_What to do_. Answer with the exact lines of the following material from the one containing "async fn restart_keeps_recorded_offsets()" through the one containing "assert!(!restored.is_ingesting().await);", both end lines included.

_Task data_.
★ ★ ★ ★ ★ ★ ★
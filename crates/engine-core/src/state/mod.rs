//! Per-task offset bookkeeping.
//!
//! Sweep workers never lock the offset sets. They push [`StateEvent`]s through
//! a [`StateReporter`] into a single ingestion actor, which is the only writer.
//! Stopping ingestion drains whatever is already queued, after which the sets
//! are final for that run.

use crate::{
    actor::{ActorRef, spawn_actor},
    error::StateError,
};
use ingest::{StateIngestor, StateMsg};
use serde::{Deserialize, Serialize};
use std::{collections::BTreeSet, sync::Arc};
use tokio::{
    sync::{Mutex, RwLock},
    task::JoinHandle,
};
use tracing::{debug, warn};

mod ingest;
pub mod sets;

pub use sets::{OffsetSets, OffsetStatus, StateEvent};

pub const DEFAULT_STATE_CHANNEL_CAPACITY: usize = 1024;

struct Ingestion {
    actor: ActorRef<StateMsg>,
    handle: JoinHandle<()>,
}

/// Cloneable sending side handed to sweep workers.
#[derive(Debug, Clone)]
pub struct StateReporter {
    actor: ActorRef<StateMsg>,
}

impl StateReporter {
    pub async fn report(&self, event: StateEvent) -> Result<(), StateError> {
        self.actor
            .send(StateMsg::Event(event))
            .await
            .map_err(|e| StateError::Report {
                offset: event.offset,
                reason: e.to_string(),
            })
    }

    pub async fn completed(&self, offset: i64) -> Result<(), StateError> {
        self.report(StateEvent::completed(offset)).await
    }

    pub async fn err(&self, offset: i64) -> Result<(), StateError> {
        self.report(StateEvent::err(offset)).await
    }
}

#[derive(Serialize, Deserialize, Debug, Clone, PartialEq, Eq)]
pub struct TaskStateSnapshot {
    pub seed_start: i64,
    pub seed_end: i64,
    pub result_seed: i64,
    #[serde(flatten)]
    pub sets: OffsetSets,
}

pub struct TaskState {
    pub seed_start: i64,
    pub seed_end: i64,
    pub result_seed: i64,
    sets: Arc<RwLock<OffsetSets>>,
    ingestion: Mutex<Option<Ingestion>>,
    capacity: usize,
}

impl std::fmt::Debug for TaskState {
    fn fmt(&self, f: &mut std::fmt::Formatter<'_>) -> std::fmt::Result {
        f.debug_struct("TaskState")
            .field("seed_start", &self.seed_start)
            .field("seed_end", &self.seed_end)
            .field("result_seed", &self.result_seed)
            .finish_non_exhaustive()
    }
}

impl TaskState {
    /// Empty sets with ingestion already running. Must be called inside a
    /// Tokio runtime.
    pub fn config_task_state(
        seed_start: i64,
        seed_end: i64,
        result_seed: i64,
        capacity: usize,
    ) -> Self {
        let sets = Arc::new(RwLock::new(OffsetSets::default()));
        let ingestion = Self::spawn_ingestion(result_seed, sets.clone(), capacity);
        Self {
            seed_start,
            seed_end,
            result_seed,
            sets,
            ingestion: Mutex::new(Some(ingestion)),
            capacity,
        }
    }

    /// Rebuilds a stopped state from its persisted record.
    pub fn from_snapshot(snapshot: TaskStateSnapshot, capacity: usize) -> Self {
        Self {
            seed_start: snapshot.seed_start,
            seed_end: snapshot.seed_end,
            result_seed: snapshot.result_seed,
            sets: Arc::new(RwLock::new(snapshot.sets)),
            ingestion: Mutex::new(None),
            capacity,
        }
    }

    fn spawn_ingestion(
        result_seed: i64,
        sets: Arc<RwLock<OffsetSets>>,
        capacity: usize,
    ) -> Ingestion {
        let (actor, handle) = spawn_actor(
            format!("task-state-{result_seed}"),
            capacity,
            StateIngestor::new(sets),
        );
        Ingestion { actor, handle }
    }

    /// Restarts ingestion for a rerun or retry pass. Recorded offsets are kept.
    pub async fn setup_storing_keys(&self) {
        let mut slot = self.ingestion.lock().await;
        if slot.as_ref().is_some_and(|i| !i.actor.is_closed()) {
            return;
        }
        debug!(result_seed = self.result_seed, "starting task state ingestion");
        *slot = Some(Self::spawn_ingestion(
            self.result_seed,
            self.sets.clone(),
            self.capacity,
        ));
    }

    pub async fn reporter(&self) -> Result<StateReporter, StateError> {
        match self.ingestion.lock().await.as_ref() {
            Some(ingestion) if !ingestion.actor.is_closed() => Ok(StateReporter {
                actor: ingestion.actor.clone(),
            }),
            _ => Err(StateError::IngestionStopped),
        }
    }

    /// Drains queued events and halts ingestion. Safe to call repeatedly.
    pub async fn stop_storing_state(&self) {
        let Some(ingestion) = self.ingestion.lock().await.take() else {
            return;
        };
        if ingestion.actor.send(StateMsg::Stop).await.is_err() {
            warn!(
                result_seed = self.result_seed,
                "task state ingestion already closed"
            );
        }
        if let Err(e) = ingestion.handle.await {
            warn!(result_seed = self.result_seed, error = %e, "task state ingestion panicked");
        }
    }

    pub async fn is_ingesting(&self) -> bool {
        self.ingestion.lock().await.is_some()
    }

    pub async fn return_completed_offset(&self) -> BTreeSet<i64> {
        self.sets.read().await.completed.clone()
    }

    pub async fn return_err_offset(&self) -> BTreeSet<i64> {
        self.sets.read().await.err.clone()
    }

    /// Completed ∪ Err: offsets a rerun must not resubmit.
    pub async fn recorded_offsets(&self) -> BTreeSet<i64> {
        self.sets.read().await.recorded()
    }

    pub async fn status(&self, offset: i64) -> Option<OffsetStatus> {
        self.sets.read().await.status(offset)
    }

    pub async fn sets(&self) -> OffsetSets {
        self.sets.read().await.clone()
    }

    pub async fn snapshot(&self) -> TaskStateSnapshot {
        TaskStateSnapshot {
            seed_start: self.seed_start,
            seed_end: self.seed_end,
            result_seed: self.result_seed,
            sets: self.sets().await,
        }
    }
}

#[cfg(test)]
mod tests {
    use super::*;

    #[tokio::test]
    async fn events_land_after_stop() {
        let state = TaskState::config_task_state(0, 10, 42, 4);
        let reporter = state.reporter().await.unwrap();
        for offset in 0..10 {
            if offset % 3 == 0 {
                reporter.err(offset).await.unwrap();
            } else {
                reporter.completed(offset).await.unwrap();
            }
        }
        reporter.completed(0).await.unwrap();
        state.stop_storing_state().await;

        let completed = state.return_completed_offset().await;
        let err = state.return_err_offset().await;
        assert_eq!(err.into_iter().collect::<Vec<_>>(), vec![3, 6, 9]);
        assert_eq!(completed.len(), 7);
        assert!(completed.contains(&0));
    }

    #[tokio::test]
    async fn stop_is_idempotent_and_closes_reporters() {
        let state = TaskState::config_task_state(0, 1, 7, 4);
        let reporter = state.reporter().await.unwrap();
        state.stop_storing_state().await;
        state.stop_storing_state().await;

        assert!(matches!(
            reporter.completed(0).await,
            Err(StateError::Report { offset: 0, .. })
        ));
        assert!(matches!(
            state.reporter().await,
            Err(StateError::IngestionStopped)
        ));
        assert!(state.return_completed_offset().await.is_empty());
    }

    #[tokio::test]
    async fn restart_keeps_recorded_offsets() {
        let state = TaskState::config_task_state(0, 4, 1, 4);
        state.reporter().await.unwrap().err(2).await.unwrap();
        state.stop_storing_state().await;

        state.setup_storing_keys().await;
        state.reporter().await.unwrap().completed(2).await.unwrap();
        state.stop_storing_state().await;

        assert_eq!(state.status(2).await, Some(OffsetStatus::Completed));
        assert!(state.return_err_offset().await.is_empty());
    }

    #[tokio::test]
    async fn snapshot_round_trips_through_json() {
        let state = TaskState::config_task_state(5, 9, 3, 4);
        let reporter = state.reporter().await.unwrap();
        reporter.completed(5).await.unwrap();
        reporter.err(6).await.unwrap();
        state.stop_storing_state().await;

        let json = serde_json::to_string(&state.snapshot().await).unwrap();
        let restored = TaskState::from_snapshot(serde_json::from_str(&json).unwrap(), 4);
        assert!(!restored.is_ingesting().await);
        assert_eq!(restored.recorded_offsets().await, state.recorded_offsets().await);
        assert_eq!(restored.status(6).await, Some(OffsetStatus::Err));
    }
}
★ ★ ★ ★ ★ ★ ★
_Answer space_.
    async fn restart_keeps_recorded_offsets() {
        let state = TaskState::config_task_state(0, 4, 1, 4);
        state.reporter().await.unwrap().err(2).await.unwrap();
        state.stop_storing_state().await;

        state.setup_storing_keys().await;
        state.reporter().await.unwrap().completed(2).await.unwrap();
        state.stop_storing_state().await;

        assert_eq!(state.status(2).await, Some(OffsetStatus::Completed));
        assert!(state.return_err_offset().await.is_empty());
    }

    #[tokio::test]
    async fn snapshot_round_trips_through_json() {
        let state = TaskState::config_task_state(5, 9, 3, 4);
        let reporter = state.reporter().await.unwrap();
        reporter.completed(5).await.unwrap();
        reporter.err(6).await.unwrap();
        state.stop_storing_state().await;

        let json = serde_json::to_string(&state.snapshot().await).unwrap();
        let restored = TaskState::from_snapshot(serde_json::from_str(&json).unwrap(), 4);
        assert!(!restored.is_ingesting().await);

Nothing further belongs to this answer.